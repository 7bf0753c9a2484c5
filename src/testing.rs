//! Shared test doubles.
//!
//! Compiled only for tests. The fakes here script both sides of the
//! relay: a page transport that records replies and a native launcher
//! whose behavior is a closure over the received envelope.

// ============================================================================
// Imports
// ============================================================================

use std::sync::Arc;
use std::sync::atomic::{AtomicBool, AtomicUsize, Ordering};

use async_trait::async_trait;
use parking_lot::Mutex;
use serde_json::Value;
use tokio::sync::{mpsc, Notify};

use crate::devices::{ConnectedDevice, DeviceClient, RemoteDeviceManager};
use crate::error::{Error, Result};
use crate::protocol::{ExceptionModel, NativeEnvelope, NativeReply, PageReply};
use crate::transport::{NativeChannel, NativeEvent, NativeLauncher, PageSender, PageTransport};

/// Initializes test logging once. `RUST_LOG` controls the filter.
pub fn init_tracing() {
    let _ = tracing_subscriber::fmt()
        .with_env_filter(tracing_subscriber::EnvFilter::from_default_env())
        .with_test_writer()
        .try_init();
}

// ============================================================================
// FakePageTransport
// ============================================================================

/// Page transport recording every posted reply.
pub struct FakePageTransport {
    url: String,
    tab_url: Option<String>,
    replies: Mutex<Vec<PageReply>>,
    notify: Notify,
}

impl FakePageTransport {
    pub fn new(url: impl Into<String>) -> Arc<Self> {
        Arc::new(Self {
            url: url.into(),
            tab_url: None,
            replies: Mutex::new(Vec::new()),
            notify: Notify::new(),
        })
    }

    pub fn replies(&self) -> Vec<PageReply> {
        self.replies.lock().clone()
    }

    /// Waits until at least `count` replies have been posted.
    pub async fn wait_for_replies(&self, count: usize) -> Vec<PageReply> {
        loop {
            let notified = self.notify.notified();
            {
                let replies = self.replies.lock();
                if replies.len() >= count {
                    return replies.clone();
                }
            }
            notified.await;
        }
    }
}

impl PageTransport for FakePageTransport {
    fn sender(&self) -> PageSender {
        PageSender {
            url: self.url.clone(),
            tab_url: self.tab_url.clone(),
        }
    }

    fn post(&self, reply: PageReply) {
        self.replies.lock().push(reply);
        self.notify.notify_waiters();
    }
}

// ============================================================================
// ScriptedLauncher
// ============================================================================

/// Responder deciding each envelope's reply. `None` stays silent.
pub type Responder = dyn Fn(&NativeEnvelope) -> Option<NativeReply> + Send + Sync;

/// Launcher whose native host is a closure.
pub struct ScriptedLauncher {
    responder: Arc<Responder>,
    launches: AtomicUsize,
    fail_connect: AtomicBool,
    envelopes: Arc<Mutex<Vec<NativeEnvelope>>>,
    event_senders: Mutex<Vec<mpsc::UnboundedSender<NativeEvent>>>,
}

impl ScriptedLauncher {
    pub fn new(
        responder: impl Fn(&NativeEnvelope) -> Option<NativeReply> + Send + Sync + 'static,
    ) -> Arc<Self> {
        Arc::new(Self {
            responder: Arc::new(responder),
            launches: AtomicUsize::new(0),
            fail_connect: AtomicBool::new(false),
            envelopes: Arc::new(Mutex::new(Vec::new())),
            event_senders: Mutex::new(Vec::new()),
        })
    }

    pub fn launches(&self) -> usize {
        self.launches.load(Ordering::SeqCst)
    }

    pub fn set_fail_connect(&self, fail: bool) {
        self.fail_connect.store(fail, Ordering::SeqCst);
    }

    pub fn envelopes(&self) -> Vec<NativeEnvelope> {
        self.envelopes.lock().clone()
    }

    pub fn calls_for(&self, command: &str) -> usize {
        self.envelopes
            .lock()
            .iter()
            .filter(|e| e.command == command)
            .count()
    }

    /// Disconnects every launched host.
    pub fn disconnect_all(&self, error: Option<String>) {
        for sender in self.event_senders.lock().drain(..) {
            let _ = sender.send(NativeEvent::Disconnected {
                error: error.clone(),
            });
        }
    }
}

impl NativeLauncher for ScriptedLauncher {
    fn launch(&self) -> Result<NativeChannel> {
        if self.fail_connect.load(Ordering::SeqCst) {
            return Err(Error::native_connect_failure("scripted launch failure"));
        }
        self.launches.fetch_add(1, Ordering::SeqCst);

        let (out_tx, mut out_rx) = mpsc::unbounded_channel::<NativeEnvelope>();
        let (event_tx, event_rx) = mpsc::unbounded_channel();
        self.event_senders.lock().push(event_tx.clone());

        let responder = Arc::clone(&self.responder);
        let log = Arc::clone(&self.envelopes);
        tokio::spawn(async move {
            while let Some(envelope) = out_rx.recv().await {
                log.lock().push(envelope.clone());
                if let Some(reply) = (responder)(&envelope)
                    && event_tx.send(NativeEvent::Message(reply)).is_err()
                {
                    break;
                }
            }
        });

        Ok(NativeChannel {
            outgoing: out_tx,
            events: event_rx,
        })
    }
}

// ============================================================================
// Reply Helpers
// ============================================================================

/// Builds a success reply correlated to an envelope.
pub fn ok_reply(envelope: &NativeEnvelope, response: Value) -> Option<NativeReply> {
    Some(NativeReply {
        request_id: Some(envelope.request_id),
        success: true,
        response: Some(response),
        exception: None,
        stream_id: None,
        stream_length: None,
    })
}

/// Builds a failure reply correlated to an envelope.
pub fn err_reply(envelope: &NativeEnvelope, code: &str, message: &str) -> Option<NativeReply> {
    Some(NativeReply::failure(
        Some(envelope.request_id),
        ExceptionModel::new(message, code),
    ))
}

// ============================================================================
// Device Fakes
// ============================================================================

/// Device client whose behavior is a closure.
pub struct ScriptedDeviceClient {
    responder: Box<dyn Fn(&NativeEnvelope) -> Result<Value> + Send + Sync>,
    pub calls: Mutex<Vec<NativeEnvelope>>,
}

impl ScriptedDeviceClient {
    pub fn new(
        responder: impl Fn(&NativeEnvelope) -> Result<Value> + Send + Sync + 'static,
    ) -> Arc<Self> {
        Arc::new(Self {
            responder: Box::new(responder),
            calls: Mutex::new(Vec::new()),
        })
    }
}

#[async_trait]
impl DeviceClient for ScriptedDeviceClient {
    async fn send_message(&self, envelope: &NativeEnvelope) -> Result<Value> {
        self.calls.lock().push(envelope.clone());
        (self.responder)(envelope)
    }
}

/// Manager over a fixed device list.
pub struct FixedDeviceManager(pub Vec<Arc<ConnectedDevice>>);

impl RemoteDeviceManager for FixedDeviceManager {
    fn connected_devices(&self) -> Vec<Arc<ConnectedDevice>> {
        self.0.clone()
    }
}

--------------------

If a line in the data contains the string "Some", count it, then give the total and nothing else.

7